Los Mayas no organizaron imperios, ni naciones; su sistema político lo constituía el gobierno de un extenso municipio, que tenia por centro principal, hermosas plazas rodeadas de templos y próximas a esos venían las casa de los príncipes y sacerdotes, luego se extendía en innumerables fincas, siendo las mas cercanas al centro las fincas de los mas poderosos y nobles, y las mas alejadas los menos ricos, y en el ultimo termino las parcelas de tierra de los pobladores pobres.

No había, pues calles, y avenidas rectas como en nuestras ciudades, dividas en manzanas de terreno, sino una serie de plazas, templos y palacios en el centro, y luego fincas y fincas una tras otra, que producían lo que consumían los habitantes y los excedentes eran destinados para pagar tributos a los gobernantes y sostener el esplendor de sus festividades religiosas.
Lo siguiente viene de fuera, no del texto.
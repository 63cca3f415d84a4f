//! Core application

use std::sync::Arc;

use anyhow::{Context, Result};

use crate::api::ApiServer;
use crate::core::banner;
use crate::core::cli::{self, CliConfig};
use crate::core::config::AppConfig;
use crate::core::constants::{APP_NAME_LOWER, ENV_LOG};
use crate::core::shutdown::ShutdownService;
use crate::core::storage::AppStorage;
use crate::data::MetricsBackend;
use crate::domain::IngestService;

pub struct CoreApp {
    pub shutdown: ShutdownService,
    pub config: AppConfig,
    pub storage: AppStorage,
    pub backend: Arc<MetricsBackend>,
    pub ingest: IngestService,
}

impl CoreApp {
    /// Run the application with CLI argument parsing
    pub async fn run() -> Result<()> {
        dotenvy::dotenv().ok();
        Self::init_logging();

        tracing::debug!("Application starting");

        let (cli_config, command) = cli::parse();
        tracing::trace!(command = ?command, "Parsed command");

        let app = Self::init(&cli_config).await?;
        Self::start_server(app).await
    }

    async fn init(cli: &CliConfig) -> Result<Self> {
        let config = AppConfig::load(cli)?;
        let storage = AppStorage::init(&config).await?;

        let backend = Arc::new(
            MetricsBackend::init(&config.database, &storage)
                .await
                .context("Failed to initialize metric storage")?,
        );

        let filter = Arc::new(config.ingest.tag_filter());
        tracing::debug!(
            mode = %filter.mode(),
            reserved = ?filter.reserved().collect::<Vec<_>>(),
            "Tag filter configured"
        );

        let sinks = backend.sinks(config.database.catalog_cache);
        let ingest = IngestService::new(filter, sinks);
        let shutdown = ShutdownService::new(Arc::clone(&backend));

        Ok(Self {
            shutdown,
            config,
            storage,
            backend,
            ingest,
        })
    }

    fn init_logging() {
        let default_filter = format!("info,{}=info", APP_NAME_LOWER);

        let filter = std::env::var(ENV_LOG)
            .or_else(|_| std::env::var("RUST_LOG"))
            .unwrap_or(default_filter);

        tracing_subscriber::fmt()
            .with_target(false)
            .with_thread_ids(false)
            .with_level(true)
            .with_ansi(true)
            .compact()
            .with_env_filter(filter)
            .init();
    }

    async fn start_server(app: Self) -> Result<()> {
        // Install signal handlers FIRST (before any blocking calls)
        app.shutdown.install_signal_handlers();

        app.start_background_tasks().await;

        banner::print_banner(&app.config, &app.storage.data_dir().display().to_string());

        let server = ApiServer::new(app);
        let app = server.start().await?;
        app.shutdown.shutdown().await;

        Ok(())
    }

    pub async fn start_background_tasks(&self) {
        if let Some(handle) = self
            .backend
            .start_checkpoint_task(self.shutdown.subscribe())
        {
            self.shutdown.register(handle).await;
        }

        tracing::debug!(backend = self.backend.name(), "Background tasks started");
    }
}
Debe advertirse que parte de los nombres de las ciudades mayas, tan conocidas por sus famosas ruinas, no corresponden a los que tenían en la antigüedad, sino que han sido dados por arqueólogos modernos que las han explorado o descubierto, principalmente a las fundadas por los mayas en el viejo imperio (Tikal, Copán, Piedras Negras entre otras).